WES250 turbines in the UK show an annual average PV-performance of 112% and an annual average Availability of 98% between 2017 – 2019.
2020 has been an average good wind year in the UK: the annual wind index showed a 2,5% above-long-term-average value, and 7% higher than the annual average wind speed between 2017 – 2019.
The WES250 turbines in the UK have made the most of it during this period, though. Between January 2017 and December 2019 the turbines have reached an annual average PV-performance of 112% and an annual average Availability of 98%. The WES250 turbines in the UK were ready to go, practically any time of the year.
The term “availability” as used in the wind industry, is a measure of the potential for a wind turbine or wind farm to generate electrical power. If the turbine is “available” and grid-connected, and the wind and other conditions are within the turbine specification, then power will be generated.
The availability factor of a wind turbine is the amount of time that the turbine is able to produce electricity over a certain period, divided by the amount of the time in the period. The availability factor should not be confused with the capacity factor. The capacity factor for a given period can never exceed the availability factor for the same period. The difference arises when the turbine runs at less than full capacity, in which case the capacity factor is less than the availability factor.

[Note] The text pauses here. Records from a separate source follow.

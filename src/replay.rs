// Copyright 2021 Vladimir Melnikov.
//
// Licensed under the Apache License, Version 2.0 <LICENSE-APACHE or
// https://www.apache.org/licenses/LICENSE-2.0> or the MIT license
// <LICENSE-MIT or https://opensource.org/licenses/MIT>, at your
// option. This file may not be copied, modified, or distributed
// except according to those terms.

//! Offline engine replaying recorded path events.
//!
//! Source is JSON lines, one [`BgpPathEvent`] per line, byte payloads in hex:
//!
//! ```text
//! {"from_peer":"192.0.2.2","timestamp":1700000000,"is_withdraw":false,"validation":0,"attrs":[{"typecode":1,"flags":64,"value":"00"}],"nlri":{"type":"nlri","value":"18c63364"}}
//! ```

use crate::engine::{BgpEngine, BgpPathHandler, CancelToken};
use crate::error::BgpError;
use crate::message::BgpPathEvent;
use log::{debug, info, warn};
use std::io::{BufRead, ErrorKind};
use std::net::{IpAddr, Ipv4Addr};
use std::sync::Mutex;

#[derive(Debug, Clone, Copy, PartialEq, Eq)]
struct LocalSpeaker {
    router_id: Ipv4Addr,
    asn: u32,
}

/// Engine that reads events from a line source instead of live sessions.
pub struct ReplayEngine {
    source: Mutex<Option<Box<dyn BufRead + Send>>>,
    local: Mutex<Option<LocalSpeaker>>,
    peers: Mutex<Vec<(IpAddr, u32)>>,
}

impl ReplayEngine {
    pub fn new<R: BufRead + Send + 'static>(source: R) -> ReplayEngine {
        ReplayEngine {
            source: Mutex::new(Some(Box::new(source))),
            local: Mutex::new(None),
            peers: Mutex::new(Vec::new()),
        }
    }
    /// Registered neighbors.
    pub fn peers(&self) -> Vec<(IpAddr, u32)> {
        match self.peers.lock() {
            Ok(p) => p.clone(),
            Err(_) => Vec::new(),
        }
    }
    pub fn is_started(&self) -> bool {
        matches!(self.local.lock(), Ok(l) if l.is_some())
    }
}

fn poisoned<T>(_: T) -> BgpError {
    BgpError::static_str("Replay engine state poisoned")
}

impl BgpEngine for ReplayEngine {
    fn start(&self, router_id: &str, asn: u32) -> Result<(), BgpError> {
        let router_id = router_id.parse::<Ipv4Addr>().map_err(|_| {
            BgpError::from_string(format!("Invalid router id: {:?}", router_id))
        })?;
        if asn == 0 {
            return Err(BgpError::static_str("Invalid local ASN 0"));
        }
        *self.local.lock().map_err(poisoned)? = Some(LocalSpeaker { router_id, asn });
        Ok(())
    }
    fn add_peer(&self, address: &str, asn: u32) -> Result<(), BgpError> {
        if !self.is_started() {
            return Err(BgpError::static_str("Engine is not started"));
        }
        let addr = address
            .parse::<IpAddr>()
            .map_err(|_| BgpError::from_string(format!("Invalid peer address: {:?}", address)))?;
        if asn == 0 {
            return Err(BgpError::static_str("Invalid peer ASN 0"));
        }
        self.peers.lock().map_err(poisoned)?.push((addr, asn));
        Ok(())
    }
    fn watch(&self, cancel: CancelToken, handler: BgpPathHandler) -> Result<(), BgpError> {
        if !self.is_started() {
            return Err(BgpError::static_str("Engine is not started"));
        }
        let source = self
            .source
            .lock()
            .map_err(poisoned)?
            .take()
            .ok_or_else(|| BgpError::static_str("Replay source already consumed"))?;
        let mut count = 0usize;
        for (lineno, line) in source.lines().enumerate() {
            if cancel.is_cancelled() {
                debug!("replay cancelled at line {}", lineno + 1);
                break;
            }
            let line = match line {
                Ok(l) => l,
                Err(e) if e.kind() == ErrorKind::InvalidData => {
                    warn!("skipping line {}: {}", lineno + 1, e);
                    continue;
                }
                Err(e) => return Err(e.into()),
            };
            if line.trim().is_empty() {
                continue;
            }
            match serde_json::from_str::<BgpPathEvent>(&line) {
                Ok(event) => {
                    handler(event);
                    count += 1;
                }
                Err(e) => warn!("skipping line {}: {}", lineno + 1, e),
            }
        }
        info!("replayed {} path events", count);
        Ok(())
    }
    fn stop(&self) {
        if let Ok(mut l) = self.local.lock() {
            *l = None;
        }
    }
}

#[cfg(test)]
mod tests {
    use super::*;
    use std::io::Cursor;
    use std::sync::Arc;

    const EVENTS: &str = r#"{"from_peer":"192.0.2.2","timestamp":1,"is_withdraw":false,"validation":0,"attrs":[{"typecode":1,"flags":64,"value":"00"}],"nlri":{"type":"nlri","value":"18c63364"}}
not json at all

{"from_peer":"192.0.2.2","timestamp":2,"is_withdraw":true,"nlri":{"type":"prefix","value":{"prefix_len":24,"prefix":"198.51.100.0"}}}
"#;

    fn collect(
        engine: &ReplayEngine,
        cancel: CancelToken,
    ) -> (Result<(), BgpError>, Vec<BgpPathEvent>) {
        let seen = Arc::new(Mutex::new(Vec::<BgpPathEvent>::new()));
        let s = seen.clone();
        let r = engine.watch(
            cancel,
            Arc::new(move |ev: BgpPathEvent| s.lock().unwrap().push(ev)),
        );
        let v = seen.lock().unwrap().clone();
        (r, v)
    }

    #[test]
    fn test_start_validation() {
        for (rid, asn, ok) in [
            ("192.168.1.213", 65001, true),
            ("invalid.ip.address", 65001, false),
            ("192.168.1.213", 0, false),
        ] {
            let engine = ReplayEngine::new(Cursor::new(Vec::<u8>::new()));
            assert_eq!(engine.start(rid, asn).is_ok(), ok, "{} {}", rid, asn);
            engine.stop();
            assert!(!engine.is_started());
        }
    }
    #[test]
    fn test_add_peer_validation() {
        let engine = ReplayEngine::new(Cursor::new(Vec::<u8>::new()));
        assert!(engine.add_peer("192.168.1.89", 65002).is_err());
        engine.start("192.168.1.213", 65001).unwrap();
        assert!(engine.add_peer("192.168.1.89", 65002).is_ok());
        assert!(engine.add_peer("invalid.ip", 65002).is_err());
        assert!(engine.add_peer("192.168.1.89", 0).is_err());
        assert_eq!(
            engine.peers(),
            vec![("192.168.1.89".parse::<IpAddr>().unwrap(), 65002)]
        );
    }
    #[test]
    fn test_watch_replays_and_skips_bad_lines() {
        let engine = ReplayEngine::new(Cursor::new(EVENTS.as_bytes().to_vec()));
        engine.start("192.0.2.1", 65001).unwrap();
        let (r, events) = collect(&engine, CancelToken::new());
        assert!(r.is_ok());
        assert_eq!(events.len(), 2);
        assert_eq!(events[0].timestamp, 1);
        assert!(events[1].is_withdraw);
        // source is consumed by the first watch
        assert!(collect(&engine, CancelToken::new()).0.is_err());
    }
    #[test]
    fn test_watch_skips_non_utf8_line() {
        let mut src = Vec::new();
        src.extend_from_slice(br#"{"from_peer":"a","timestamp":1,"is_withdraw":false}"#);
        src.extend_from_slice(b"\n\xff\xfe\n");
        src.extend_from_slice(br#"{"from_peer":"b","timestamp":2,"is_withdraw":false}"#);
        src.push(b'\n');
        let engine = ReplayEngine::new(Cursor::new(src));
        engine.start("192.0.2.1", 65001).unwrap();
        let (r, events) = collect(&engine, CancelToken::new());
        assert!(r.is_ok());
        let peers: Vec<&str> = events.iter().map(|e| e.from_peer.as_str()).collect();
        assert_eq!(peers, vec!["a", "b"]);
    }
    #[test]
    fn test_watch_requires_start_and_honors_cancel() {
        let engine = ReplayEngine::new(Cursor::new(EVENTS.as_bytes().to_vec()));
        assert!(collect(&engine, CancelToken::new()).0.is_err());
        engine.start("192.0.2.1", 65001).unwrap();
        let cancel = CancelToken::new();
        cancel.cancel();
        let (r, events) = collect(&engine, cancel);
        assert!(r.is_ok());
        assert!(events.is_empty());
    }
}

The availability of a wind turbine varies greatly depending on the design of the turbine and how the turbine is operated. Everything else being equal, wind turbines that run less frequently have higher availability factors because they require less maintenance and because more inspections and maintenance can be scheduled during idle time.
Originally the term availability factor was used only for power plants that depended on an active, controlled supply of fuel, typically fossil or later also nuclear. The emergence of renewable energy such as hydro, wind and solar power, which operate without an active, controlled supply of fuel and which come to a standstill when their natural supply of energy ceases, requires a more careful distinction between the availability factor and the capacity factor.
A wind turbine cannot operate in wind speeds above a certain limit, which counts against its availability factor. With this definition, modern wind turbines which require very little maintenance, have very high availability factors, up to about 98%.